Not everyone thinks the benefits of needle exchanges outweigh the costs, however. Calvina L. Fay, executive director of the Drug Free America Foundation worries that giving drug users more needles leads to dangers for everyone else.
“We’ve had reports from cities,” Fay said, “where they’ve found large quantities of needles that have been improperly discarded on the streets, on the ground, which of course puts children at risk.”
Fay also worries that needle exchanges are focusing on the wrong issues and “aiding and abetting” the drug users’ addictions.
“They are giving out large quantities of needles but they are not being proactive in getting that person to engage in a treatment process that would move them to abstinence,” she said. “It’s not the compassionate thing. The compassionate thing would be to spend that money on more treatment beds and help people get drug-free.”
But Bennett said drug users wouldn’t seek out treatment until they’re ready. Telling them to stop using doesn’t work, she said. In the meantime, AHRC — and needle exchanges nationwide — are helping the user to remain as healthy as possible until they are ready for treatment.
“The person that is using sets their own goals,” Bennett said. “When they are ready we get them treatment. We are enabling people to live a healthier, wiser life,” Bennett said.
AHRC faces a number of barriers to fulfilling its mission, however. The law, for instance, isn’t necessarily on AHRC’s side. In Georgia, distributing hypodermic needles is illegal. But with a creative reading of the code and the help of authorities looking the other way, AHRC has survived for 17 years.

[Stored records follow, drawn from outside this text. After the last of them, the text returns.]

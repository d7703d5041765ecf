use anyhow::{Context, Result};
use clap::{Parser, ValueEnum};
use log::LevelFilter;
use mmd_core::config::{load_config, SummarizerBackend};
use mmd_core::pipeline::InteractionStatus;
use mmd_core::{InteractionRequest, LengthBounds, MmdConfig, ModelSelector, Pipeline};
use std::fs::OpenOptions;
use std::path::PathBuf;

mod interactive;
mod render;

#[derive(Debug, Clone, Copy, ValueEnum)]
enum SummarizerChoice {
    Local,
    Remote,
}

impl From<SummarizerChoice> for SummarizerBackend {
    fn from(choice: SummarizerChoice) -> Self {
        match choice {
            SummarizerChoice::Local => SummarizerBackend::Local,
            SummarizerChoice::Remote => SummarizerBackend::Remote,
        }
    }
}

#[derive(Parser, Debug)]
#[clap(
    name = "mmd",
    author,
    version,
    about = "Translate text, summarize the translation and score the summary"
)]
struct Cli {
    #[clap(long, short, default_value = "mmd.yaml", help = "Path to the YAML configuration file")]
    config: PathBuf,

    #[clap(
        long,
        short,
        value_parser = parse_log_level,
        help = "Log level (defaults to logging.level from the configuration)"
    )]
    log_level: Option<LevelFilter>,

    #[clap(long, short, conflicts_with = "text_file", help = "Process this text once and exit")]
    text: Option<String>,

    #[clap(long, help = "Process the contents of this file once and exit")]
    text_file: Option<PathBuf>,

    #[clap(long, help = "Output language code (e.g. fra, spa, de)")]
    target_lang: Option<String>,

    #[clap(long, short, help = "Translation model: 0/seamless, 1/opus-mt or 2/madlad")]
    model: Option<ModelSelector>,

    #[clap(long, value_parser = parse_min_length, help = "Minimum summary length in words (5-100)")]
    min_length: Option<usize>,

    #[clap(long, value_parser = parse_max_length, help = "Maximum summary length in words (5-200)")]
    max_length: Option<usize>,

    #[clap(long, help = "Print the one-shot result as JSON")]
    json: bool,

    #[clap(long, value_enum, help = "Summarization backend")]
    summarizer: Option<SummarizerChoice>,
}

fn parse_log_level(value: &str) -> Result<LevelFilter, String> {
    value
        .parse()
        .map_err(|_| format!("'{}' is not one of off, error, warn, info, debug, trace", value))
}

fn parse_length(value: &str, (low, high): (usize, usize)) -> Result<usize, String> {
    let length: usize = value
        .parse()
        .map_err(|_| format!("'{}' is not a number", value))?;
    if (low..=high).contains(&length) {
        Ok(length)
    } else {
        Err(format!("{} is not between {} and {}", length, low, high))
    }
}

fn parse_min_length(value: &str) -> Result<usize, String> {
    parse_length(value, interactive::MIN_LENGTH_RANGE)
}

fn parse_max_length(value: &str) -> Result<usize, String> {
    parse_length(value, interactive::MAX_LENGTH_RANGE)
}

impl Cli {
    fn is_one_shot(&self) -> bool {
        self.text.is_some() || self.text_file.is_some()
    }
}

#[tokio::main]
async fn main() -> Result<()> {
    let cli = Cli::parse();

    let mut config = load_config(&cli.config)
        .await
        .with_context(|| format!("Failed to load configuration from {}", cli.config.display()))?;
    if let Some(choice) = cli.summarizer {
        config.summarization.backend = choice.into();
    }

    init_logging(&cli, &config)?;
    log::info!("Starting mmd with configuration {}", cli.config.display());

    let pipeline = Pipeline::from_config(&config).context("Failed to set up the pipeline")?;

    if cli.is_one_shot() {
        run_once(&cli, &config, &pipeline).await
    } else {
        interactive::run_session(&pipeline, &config, cli.model).await
    }
}

fn init_logging(cli: &Cli, config: &MmdConfig) -> Result<()> {
    let (log_level_filter, invalid_config_level) = match cli.log_level {
        Some(level) => (level, None),
        None => match config.logging.level.parse::<LevelFilter>() {
            Ok(level) => (level, None),
            Err(_) => (LevelFilter::Info, Some(config.logging.level.as_str())),
        },
    };
    let warn_invalid_level = || {
        if let Some(level) = invalid_config_level {
            log::warn!("Unknown logging.level '{}' in configuration, using info", level);
        }
    };

    if cli.is_one_shot() && config.logging.file.is_none() {
        env_logger::Builder::new()
            .filter_level(log_level_filter)
            .init();
        warn_invalid_level();
        return Ok(());
    }

    // Interactive mode logs to a file to keep the prompts clean
    let path = config
        .logging
        .file
        .clone()
        .unwrap_or_else(|| PathBuf::from("mmd.log"));
    let log_file = OpenOptions::new()
        .create(true)
        .append(true)
        .open(&path)
        .with_context(|| format!("Failed to open log file {}", path.display()))?;

    env_logger::Builder::new()
        .filter_level(log_level_filter)
        .target(env_logger::Target::Pipe(Box::new(log_file)))
        .init();
    warn_invalid_level();
    Ok(())
}

async fn run_once(cli: &Cli, config: &MmdConfig, pipeline: &Pipeline) -> Result<()> {
    let text = match (&cli.text, &cli.text_file) {
        (Some(text), _) => text.clone(),
        (None, Some(path)) => tokio::fs::read_to_string(path)
            .await
            .with_context(|| format!("Failed to read {}", path.display()))?,
        (None, None) => String::new(),
    };

    let selector = match cli.model {
        Some(selector) => selector,
        None => ModelSelector::try_from(config.translation.default_model as i64)?,
    };
    let bounds = LengthBounds::new(
        cli.min_length.unwrap_or(config.summarization.min_length),
        cli.max_length.unwrap_or(config.summarization.max_length),
    )?;

    let request = InteractionRequest {
        text,
        target_language: cli
            .target_lang
            .clone()
            .unwrap_or_else(|| config.translation.default_target_language.clone()),
        selector,
        bounds,
    };

    let report = pipeline.run(&request).await?;

    if cli.json {
        println!("{}", serde_json::to_string_pretty(&report)?);
    } else {
        println!("{}", render::report(&report));
    }

    if report.status == InteractionStatus::EmptyInput {
        log::warn!("No input text was provided");
    }
    Ok(())
}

According to Bennett, the law allows handing out needles for a “legitimate medical purpose,” an affirmative defense should questions of legality ever be raised. Police have occasionally stopped by the street outreach asking questions, but no one has ever been arrested or cited, Bennett said.
AHRC is also only one small organization in a big city and an even bigger state, both fighting the ravaging effects of heroin abuse. Despite being the only needle exchange in Georgia, its budget and its effective reach is small. AHRC is a neighborhood center. Bennett said they hope to expand in the future if they can obtain more funding. Until then, intravenous drug users in Georgia or Atlanta looking for a safer high have to make their way to the Bluffs to visit AHRC.